Gli anni passarono, passarono la mie “prime cotte”, passarono la mie fissazioni e passarono i miei giochi sullo scivolo al parco, ma nonostante tutto, il desiderio di avere un cane era sempre nella mia testa, anzi, sempre nel mio cuore finché un giorno mia madre si “alleò” con noi.
L’estate finì, e il primo giorno di liceo si avvicinava.
Mia madre stava riuscendo a convincere mio padre a comprare un cane, un cane piccolo, un “cane-topo” come li chiamo io, ma era sempre un cane, meglio di niente.
Una sera mia madre chiamò me e i miei fratelli in salotto, ci fece sedere schierati sul divano a tre posti, e lei si sedette sul tavolino davanti a noi.
Sinceramente, non mi ricordo cosa disse, parlò di molte cose, ma la mia testa non era lì, era rivolta al giorno dopo, il giorno della vigilia di Natale, quando la mia attenzione fu catturata dalla frase <<Sono riuscita a convincere...>> <<...ti prego dì la parola cane! ti prego dì la parola cane! ti prego dì la parola cane!...>> mi ripetevo in testa come un ritornello <<...ti prego dì la parola cane! ti prego dì la parola cane! ti prego dì la parola cane!...>> poi la frase finì.
<< Sono riuscita a convincere vostro padre a comprare un cane, a patto che non sia un cane-topo>> sorrise.
Tentai più e più volte di pizzicarmi il braccio, quasi con timore, che tutto quello che era successo fosse stato solo uno dei tanti sogni che la notte mi passavano per la testa.
Era tutto vero: presto, io, Giorgia Sfingi, avrei avuto un cane.
Mi precipitai subito al computer a cercare annunci relativi a cucciolate: <<potranno essere consegnati trà un mese>>; <<devono ancora nascere>> parole che una dopo l’altra mi allontanavano dal mio sogno: un mese è troppo!

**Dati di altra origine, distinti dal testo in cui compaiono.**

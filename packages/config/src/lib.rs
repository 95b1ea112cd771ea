#![cfg_attr(feature = "fail-on-warnings", deny(warnings))]
#![warn(clippy::all, clippy::pedantic, clippy::nursery, clippy::cargo)]
#![allow(clippy::multiple_crate_versions, clippy::cargo_common_metadata)]

//! Deck configuration.
//!
//! Settings come from an optional `deck.toml` and are then overridden by
//! environment variables:
//!
//! | Variable | Field |
//! |----------|-------|
//! | `DECK_DATA_PATH` | `data_path` |
//! | `DECK_ASSET_DIR` | `asset_dir` |
//! | `DECK_TOP_N` | `top_n` |
//! | `DECK_IMAGE_WIDTH` | `image_width` |
//! | `DECK_IMAGE_HEIGHT` | `image_height` |
//! | `BIND_ADDR` | `bind_addr` |
//! | `PORT` | `port` |

use std::path::{Path, PathBuf};

use serde::{Deserialize, Serialize};

/// Default configuration file name, resolved against the working directory.
pub const DEFAULT_CONFIG_PATH: &str = "deck.toml";

/// Errors that can occur while loading the configuration.
#[derive(Debug, thiserror::Error)]
pub enum ConfigError {
    /// I/O error reading the config file.
    #[error("I/O error: {0}")]
    Io(#[from] std::io::Error),

    /// The config file is not valid TOML or has wrongly typed fields.
    #[error("Config parse error: {0}")]
    Parse(#[from] toml::de::Error),
}

/// Runtime settings for the deck server and CLI.
#[derive(Debug, Clone, PartialEq, Eq, Serialize, Deserialize)]
#[serde(default, rename_all = "snake_case")]
pub struct DeckConfig {
    /// Incident table CSV.
    pub data_path: PathBuf,
    /// Directory holding the slide images.
    pub asset_dir: PathBuf,
    /// Image file names (relative to `asset_dir`) the deck expects.
    pub required_images: Vec<String>,
    /// Number of locations kept by the incident ranking.
    pub top_n: usize,
    /// Width slide images are fitted to. Zero serves images unscaled.
    pub image_width: u32,
    /// Height slide images are fitted to. Zero serves images unscaled.
    pub image_height: u32,
    /// Server bind address.
    pub bind_addr: String,
    /// Server port.
    pub port: u16,
}

impl Default for DeckConfig {
    fn default() -> Self {
        Self {
            data_path: PathBuf::from("data.csv"),
            asset_dir: PathBuf::from("."),
            required_images: (1..=8).map(|i| format!("{i}.png")).collect(),
            top_n: 20,
            image_width: 600,
            image_height: 400,
            bind_addr: "127.0.0.1".to_string(),
            port: 8080,
        }
    }
}

impl DeckConfig {
    /// Loads the config file at `path`, falling back to defaults when the
    /// file does not exist.
    ///
    /// # Errors
    ///
    /// Returns [`ConfigError`] if the file exists but cannot be read or
    /// parsed.
    pub fn load(path: &Path) -> Result<Self, ConfigError> {
        match std::fs::read_to_string(path) {
            Ok(text) => {
                log::debug!("Loading config from {}", path.display());
                Self::from_toml(&text)
            }
            Err(e) if e.kind() == std::io::ErrorKind::NotFound => {
                log::debug!("No config at {}, using defaults", path.display());
                Ok(Self::default())
            }
            Err(e) => Err(e.into()),
        }
    }

    /// Loads [`DEFAULT_CONFIG_PATH`] and applies environment overrides.
    ///
    /// # Errors
    ///
    /// Returns [`ConfigError`] if the config file cannot be read or parsed.
    pub fn from_env() -> Result<Self, ConfigError> {
        let mut config = Self::load(Path::new(DEFAULT_CONFIG_PATH))?;
        config.apply_env();
        Ok(config)
    }

    /// Parses a config from TOML text. Missing keys take their defaults.
    ///
    /// # Errors
    ///
    /// Returns [`ConfigError::Parse`] if the text is not valid TOML.
    pub fn from_toml(text: &str) -> Result<Self, ConfigError> {
        Ok(toml::from_str(text)?)
    }

    /// Applies overrides from the process environment.
    pub fn apply_env(&mut self) {
        self.apply_overrides(|key| std::env::var(key).ok());
    }

    /// Applies overrides from an arbitrary key lookup.
    ///
    /// Numeric values that fail to parse are ignored with a warning.
    pub fn apply_overrides(&mut self, lookup: impl Fn(&str) -> Option<String>) {
        if let Some(path) = lookup("DECK_DATA_PATH") {
            self.data_path = PathBuf::from(path);
        }
        if let Some(dir) = lookup("DECK_ASSET_DIR") {
            self.asset_dir = PathBuf::from(dir);
        }
        if let Some(top_n) = lookup("DECK_TOP_N") {
            match top_n.trim().parse() {
                Ok(n) => self.top_n = n,
                Err(e) => log::warn!("Ignoring DECK_TOP_N={top_n:?}: {e}"),
            }
        }
        if let Some(width) = lookup("DECK_IMAGE_WIDTH") {
            match width.trim().parse() {
                Ok(w) => self.image_width = w,
                Err(e) => log::warn!("Ignoring DECK_IMAGE_WIDTH={width:?}: {e}"),
            }
        }
        if let Some(height) = lookup("DECK_IMAGE_HEIGHT") {
            match height.trim().parse() {
                Ok(h) => self.image_height = h,
                Err(e) => log::warn!("Ignoring DECK_IMAGE_HEIGHT={height:?}: {e}"),
            }
        }
        if let Some(addr) = lookup("BIND_ADDR") {
            self.bind_addr = addr;
        }
        if let Some(port) = lookup("PORT") {
            match port.trim().parse() {
                Ok(p) => self.port = p,
                Err(e) => log::warn!("Ignoring PORT={port:?}: {e}"),
            }
        }
    }

    /// Frame slide images are fitted to as `(width, height)`, or `None` when
    /// either side is zero.
    #[must_use]
    pub const fn image_frame(&self) -> Option<(u32, u32)> {
        if self.image_width == 0 || self.image_height == 0 {
            None
        } else {
            Some((self.image_width, self.image_height))
        }
    }

    /// Full paths of the required images.
    #[must_use]
    pub fn image_paths(&self) -> Vec<PathBuf> {
        self.required_images
            .iter()
            .map(|name| self.asset_dir.join(name))
            .collect()
    }
}

#[cfg(test)]
mod tests {
    use std::collections::BTreeMap;

    use super::*;

    #[test]
    fn defaults_match_deck_layout() {
        let config = DeckConfig::default();
        assert_eq!(config.data_path, PathBuf::from("data.csv"));
        assert_eq!(config.required_images.len(), 8);
        assert_eq!(config.required_images[7], "8.png");
        assert_eq!(config.top_n, 20);
        assert_eq!(config.port, 8080);
        assert_eq!(config.image_frame(), Some((600, 400)));
    }

    #[test]
    fn zero_image_side_disables_fitting() {
        let config = DeckConfig::from_toml("image_width = 0
").unwrap();
        assert_eq!(config.image_frame(), None);

        let config = DeckConfig::from_toml("image_width = 800
image_height = 450
").unwrap();
        assert_eq!(config.image_frame(), Some((800, 450)));
    }

    #[test]
    fn partial_toml_keeps_defaults() {
        let config = DeckConfig::from_toml("top_n = 10\nasset_dir = \"slides\"\n").unwrap();
        assert_eq!(config.top_n, 10);
        assert_eq!(config.asset_dir, PathBuf::from("slides"));
        assert_eq!(config.bind_addr, "127.0.0.1");
        assert_eq!(
            config.image_paths()[0],
            PathBuf::from("slides").join("1.png")
        );
    }

    #[test]
    fn invalid_toml_is_a_parse_error() {
        let err = DeckConfig::from_toml("top_n = \"many\"").unwrap_err();
        assert!(matches!(err, ConfigError::Parse(_)));
    }

    #[test]
    fn missing_file_yields_defaults() {
        let dir = tempfile::tempdir().unwrap();
        let config = DeckConfig::load(&dir.path().join("deck.toml")).unwrap();
        assert_eq!(config, DeckConfig::default());
    }

    #[test]
    fn overrides_replace_fields_and_skip_bad_numbers() {
        let env: BTreeMap<&str, &str> = [
            ("DECK_DATA_PATH", "incidents.csv"),
            ("DECK_TOP_N", "5"),
            ("PORT", "not-a-port"),
            ("BIND_ADDR", "0.0.0.0"),
            ("DECK_IMAGE_WIDTH", "1024"),
        ]
        .into_iter()
        .collect();

        let mut config = DeckConfig::default();
        config.apply_overrides(|key| env.get(key).map(|v| (*v).to_string()));

        assert_eq!(config.data_path, PathBuf::from("incidents.csv"));
        assert_eq!(config.top_n, 5);
        assert_eq!(config.port, 8080);
        assert_eq!(config.bind_addr, "0.0.0.0");
        assert_eq!(config.image_frame(), Some((1024, 400)));
    }
}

Ma nulla, di cuccioli disponibili neanche l’ombra.
<<Bellissima cucciolata da Labrador retriever, sani e forti disponibili subito>> non ci credevo, provai a chamare il numero del proprietario ma nulla, utente sempre irraggiungibile.
Il mio sogno, come era arrivato era andato via, in così troppo poco tempo, il tempo più bello della mia vita.
Era il 5 Gennaio, me lo ricordo bene, ero in pizzeria, la pizzeria “Funi-Culì” per l’esattezza, per festeggiare il compleanno di mia nonna.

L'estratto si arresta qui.